Scooba may mean nothing to you today, but by the holidays, chances are you'll crave one. Scooba is a sibling to Roomba, the robotic vacuum cleaner beloved by reviewers -- BusinessWeek recently gave it a design award -- and consumers, who in three years have bought 1.2 million units. Scooba, set to go on sale this fall, doesn't just pick up dirt. It also washes, scrubs, and dries tile, wood, or linoleum floors, all in one pass. Price: about $399.
Roomba, Scooba, military vehicles called PackBots, and more; all are creations of iRobot, a Burlington (Mass.) outfit that in 1990 sprang from Massachusetts Institute of Technology. Scooba isn't all that iRobot is getting ready to sell. It's also preparing an initial public offering of stock to be led by Morgan Stanley (MWD) and JPMorgan Chase (JPM). Key terms of the deal -- price, amount of equity offered -- have yet to be estimated, and iRobot execs are keeping quiet. So it's too early to judge whether the IPO is worth a bid. Just the same, iRobot's registration statement includes plenty of data for investors to suck up and crunch.

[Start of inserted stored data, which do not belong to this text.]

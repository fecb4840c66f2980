//! Onboarding survey: pricing, the step wizard, and the session layer
//! that connects them to sign-in and storage.
//!
//! The wizard walks a signed-in user through six fixed steps: who they
//! are, where they live, their delivery area, their meal plan and add-ons,
//! a per-meal budget, and a contact number. The finished response is
//! written to the store once, at submission.

pub mod model;
pub mod pricing;
pub mod registry;
pub mod routes;
pub mod session;
pub mod state;
pub mod wizard;

pub use model::{
    AddOnTier, LivingSituation, Location, MealFrequency, SubmissionRecord, SurveyResponse,
    UserType,
};
pub use registry::SessionRegistry;
pub use routes::{SurveyRouteState, survey_routes};
pub use session::{SessionView, SurveySession};
pub use state::{SurveyStep, WizardState};
pub use wizard::{PendingTransition, Wizard};
impl SurveySession {
    /// Start a session and subscribe to identity changes.
    ///
    /// Must be called inside a tokio runtime.
    pub fn start(
        config: SurveyConfig,
        auth: Arc<dyn IdentityProvider>,
        store: Arc<dyn SurveyStore>,
    ) -> Self {
        let id = Uuid::new_v4();
        let wizard = Arc::new(RwLock::new(Wizard::new()));
        let listener = spawn_identity_listener(id, auth.subscribe(), Arc::clone(&wizard));
        info!(session_id = %id, "Survey session started");
        Self {
            id,
            submission_id: Uuid::new_v4(),
            config,
            auth,
            store,
            wizard,
            receipt: Arc::new(RwLock::new(None)),
            listener: Mutex::new(Some(listener)),
        }
    }

    pub fn id(&self) -> Uuid {
        self.id
    }

    pub fn submission_id(&self) -> Uuid {
        self.submission_id
    }

    /// Release the identity subscription. Idempotent.
    pub fn close(&self) {
        if let Ok(mut guard) = self.listener.lock() {
            if let Some(handle) = guard.take() {
                handle.abort();
                info!(session_id = %self.id, "Survey session closed");
            }
        }
    }

    pub async fn current_step(&self) -> SurveyStep {
        self.wizard.read().await.current_step()
    }

    pub async fn response(&self) -> SurveyResponse {
        self.wizard.read().await.response().clone()
    }

    /// Snapshot for rendering.
    pub async fn view(&self) -> SessionView {
        let wizard = self.wizard.read().await;
        let receipt = self.receipt.read().await;
        SessionView::new(self.id, &wizard, receipt.as_ref())
    }

    // ── Identity ────────────────────────────────────────────────────

    /// Sign in on the welcome step. Success moves to the first question;
    /// failure leaves the user on the welcome step.
    pub async fn sign_in(&self) -> error::Result<SurveyStep> {
        {
            let wizard = self.wizard.read().await;
            if wizard.current_step() != SurveyStep::Welcome {
                return Err(WizardError::WrongStep {
                    step: wizard.current_step(),
                }
                .into());
            }
            if wizard.state().is_transitioning {
                return Err(WizardError::TransitionInFlight.into());
            }
        }

        let limit = self.config.sign_in_timeout;
        let identity = match timeout(limit, self.auth.sign_in()).await {
            Ok(Ok(identity)) => identity,
            Ok(Err(e)) => {
                warn!(session_id = %self.id, error = %e, "Sign-in failed");
                return Err(e.into());
            }
            Err(_) => {
                warn!(session_id = %self.id, timeout = ?limit, "Sign-in timed out");
                return Err(AuthError::Timeout { timeout: limit }.into());
            }
        };

        info!(session_id = %self.id, uid = %identity.uid, "Sign-in succeeded");
        match self.transition(move |w| w.sign_in_succeeded(identity)).await {
            Ok(step) => Ok(step),
            // The identity feed already signed the wizard in and a concurrent
            // continue moved it on while the provider was answering.
            Err(WizardError::WrongStep { .. } | WizardError::TransitionInFlight) => {
                let step = self.current_step().await;
                debug!(session_id = %self.id, step = %step, "Wizard already past welcome");
                Ok(step)
            }
            Err(e) => Err(e.into()),
        }
    }

    /// Sign out. The form keeps what was already filled in.
    pub async fn sign_out(&self) -> error::Result<()> {
        self.auth.sign_out().await?;
        self.wizard.write().await.apply_identity(None);
        Ok(())
    }

    // ── Navigation ──────────────────────────────────────────────────

    pub async fn continue_next(&self) -> Result<SurveyStep, WizardError> {
        self.transition(|w| w.continue_next()).await
    }

    pub async fn go_back(&self) -> Result<SurveyStep, WizardError> {
        self.transition(|w| w.go_back()).await
    }

    pub async fn select_user_type(&self, user_type: UserType) -> Result<SurveyStep, WizardError> {
        self.transition(|w| w.select_user_type(user_type)).await
    }

    pub async fn select_living_situation(
        &self,
        living: LivingSituation,
    ) -> Result<SurveyStep, WizardError> {
        self.transition(|w| w.select_living_situation(living)).await
    }

    pub async fn select_location(&self, location: Location) -> Result<SurveyStep, WizardError> {
        self.transition(|w| w.select_location(location)).await
    }

    // ── Field edits ─────────────────────────────────────────────────

    pub async fn set_meal_frequency(&self, frequency: MealFrequency) -> Result<(), WizardError> {
        self.mutate(|w| w.set_meal_frequency(frequency)).await
    }

    pub async fn toggle_premium(&self) -> Result<AddOnTier, WizardError> {
        self.mutate(|w| w.toggle_premium()).await
    }

    pub async fn toggle_protein(&self) -> Result<AddOnTier, WizardError> {
        self.mutate(|w| w.toggle_protein()).await
    }

    pub async fn toggle_extra_serving(&self) -> Result<bool, WizardError> {
        self.mutate(|w| w.toggle_extra_serving()).await
    }

    pub async fn set_budget(&self, budget: u32) -> Result<u32, WizardError> {
        self.mutate(|w| w.set_budget(budget)).await
    }

    pub async fn set_contact(&self, contact: &str) -> Result<(), WizardError> {
        self.mutate(|w| w.set_contact(contact)).await
    }

    pub async fn toggle_trial(&self) -> Result<bool, WizardError> {
        self.mutate(|w| w.toggle_trial()).await
    }

    // ── Submission ──────────────────────────────────────────────────

    /// Save the response. Every attempt of this session carries the same
    /// `submission_id`, so a retry after an ambiguous failure cannot store
    /// the response twice.
    pub async fn submit(&self) -> error::Result<SavedSubmission> {
        let (response, identity) = {
            let mut wizard = self.wizard.write().await;
            wizard.begin_submission().inspect_err(|e| {
                debug!(session_id = %self.id, error = %e, "Submit rejected");
            })?
        };

        let record = SubmissionRecord::from_response(
            &response,
            self.submission_id,
            &identity.uid,
            self.auth.name(),
            &self.config.app_version,
        );

        // The save runs in its own task so that dropping the caller cannot
        // leave the wizard stuck in `is_submitting`.
        let store = Arc::clone(&self.store);
        let wizard = Arc::clone(&self.wizard);
        let receipt = Arc::clone(&self.receipt);
        let limit = self.config.submit_timeout;
        let session_id = self.id;
        let task = tokio::spawn(async move {
            let outcome = match timeout(limit, store.save(&record)).await {
                Ok(Ok(saved)) => Ok(saved),
                Ok(Err(e)) => Err(SubmitError::Store(e)),
                Err(_) => Err(SubmitError::Timeout { timeout: limit }),
            };
            if let Ok(ref saved) = outcome {
                *receipt.write().await = Some(saved.clone());
            }
            wizard.write().await.finish_submission(outcome.is_ok());
            match &outcome {
                Ok(saved) => info!(
                    session_id = %session_id,
                    document_id = %saved.id,
                    duplicate = saved.duplicate,
                    budget = record.budget_per_meal,
                    "Survey submitted"
                ),
                Err(e) => warn!(session_id = %session_id, error = %e, "Survey submission failed"),
            }
            outcome
        });

        match task.await {
            Ok(outcome) => outcome.map_err(Error::from),
            Err(e) => {
                warn!(session_id = %self.id, error = %e, "Submission task aborted");
                self.wizard.write().await.finish_submission(false);
                Err(SubmitError::Store(crate::error::DatabaseError::Query(e.to_string())).into())
            }
        }
    }

    // ── Helpers ─────────────────────────────────────────────────────

    async fn mutate<R>(
        &self,
        action: impl FnOnce(&mut Wizard) -> Result<R, WizardError>,
    ) -> Result<R, WizardError> {
        let mut wizard = self.wizard.write().await;
        action(&mut *wizard).inspect_err(|e| {
            debug!(session_id = %self.id, step = %wizard.current_step(), error = %e, "Edit rejected");
        })
    }

    /// Start a step change, wait out the transition delay, then apply it.
    async fn transition(
        &self,
        action: impl FnOnce(&mut Wizard) -> Result<PendingTransition, WizardError>,
    ) -> Result<SurveyStep, WizardError> {
        let pending = {
            let mut wizard = self.wizard.write().await;
            let step = wizard.current_step();
            action(&mut *wizard).inspect_err(|e| {
                debug!(session_id = %self.id, step = %step, error = %e, "Transition rejected");
            })?
        };

        // Completed in a separate task so a dropped caller cannot strand
        // the wizard mid-transition.
        let wizard = Arc::clone(&self.wizard);
        let delay = self.config.transition_delay;
        let task = tokio::spawn(async move {
            if !delay.is_zero() {
                tokio::time::sleep(delay).await;
            }
            wizard.write().await.complete_transition(pending)
        });

        let step = match task.await {
            Ok(step) => step,
            Err(e) => {
                warn!(session_id = %self.id, error = %e, "Transition task aborted");
                self.wizard.write().await.complete_transition(pending)
            }
        };
        info!(session_id = %self.id, from = %pending.from, to = %step, "Step changed");
        Ok(step)
    }
}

THERE'S LOTS TO LIKE about iRobot, starting with 19 U.S. patents and 25 more pending. Then there is its record of bringing to consumers the sort of robotics Chief Executive Officer Colin Angle helped install on the 1997 Mars rover Sojourner. It's also heartening that iRobot is diversified via its military-industrial robots. Sales of this line, including some of the $50,000 to $115,000 PackBots used in Iraq for bomb disposal and reconnaissance, added nearly a quarter of last year's total revenue. Investors will like iRobot's relatively modest executive salaries (for Angle, $234,520 in 2004), and its adherence to the increasingly rare one-share, one-vote rule on corporate matters. (Dolby Laboratories (DLB), DreamWorks Animation, and Google (GOOG) are all recent issues that don't.) Best of all, iRobot meets the top criteria on its mission statement: No. 1, Build Cool Stuff; No. 2, Deliver Great Product.
That said, one can't help but notice that iRobot is faltering at item No. 3: Make Money. Although the company last year did net its first annual profit, $219,000 on $95 million in revenue, it lost $18.2 million over the two previous years. This year's first-half showing is not encouraging. Despite much higher revenues ($43 million vs. $28.6 million in the comparable 2004 period), iRobot's loss widened to $7.2 million from $3 million. The company has kept going by selling $38 million in preferred stock to venture capitalists.
As always, there are worries, such as iRobot's reliance on a single Chinese contract manufacturer for its consumer products and a sole Ohio maker for its military robots. In addition, while iRobot sells Roomba on the Web at its own site and at such others as Amazon.com (AMZN), it says it enjoys distribution at some 7,000 retail outlets, including weighty chains such as Best Buy (BBY), Home Depot (HD), and Target (TGT). This might be overstating iRobot's reach, however. One afternoon, I went looking for Roomba near my Florida home. None at Best Buy, none at Home Depot, none at Target. Clerks at Best Buy and Home Depot said Roomba hadn't been stocked since the holidays. I did find 13 Roombas at Bed Bath & Beyond (BBBY), but they were partly hidden by displays for George Foreman Grills and the Hoover FloorMate SpinScrub 500 hard floor cleaner. I later located two more Roombas at Sears (SHLD).
If the Scooba does everything iRobot claims, shoppers will find it, online or off. With stock in iRobot likely to be offered near Scooba's debut, underwriters' inventories are a good bet to sell out fast. What might the shares be worth? Rivals' multiples won't be much help. According to Standard & Poor's (MHP) Capital IQ unit, the Hoover brand's parent, Maytag, has an equity value of nearly 0.4 times sales, while Sweden's Electrolux goes for about the same multiple. Such iRobot rivals for government sales, General Dynamics (GD) and Lockheed Martin (LMT), go for price-sales ratios of 1.2 and 0.8, respectively. Count on iRobot, with revenues of $110 million in the past four quarters, to start trading on NASDAQ at a much higher valuation -- and risk.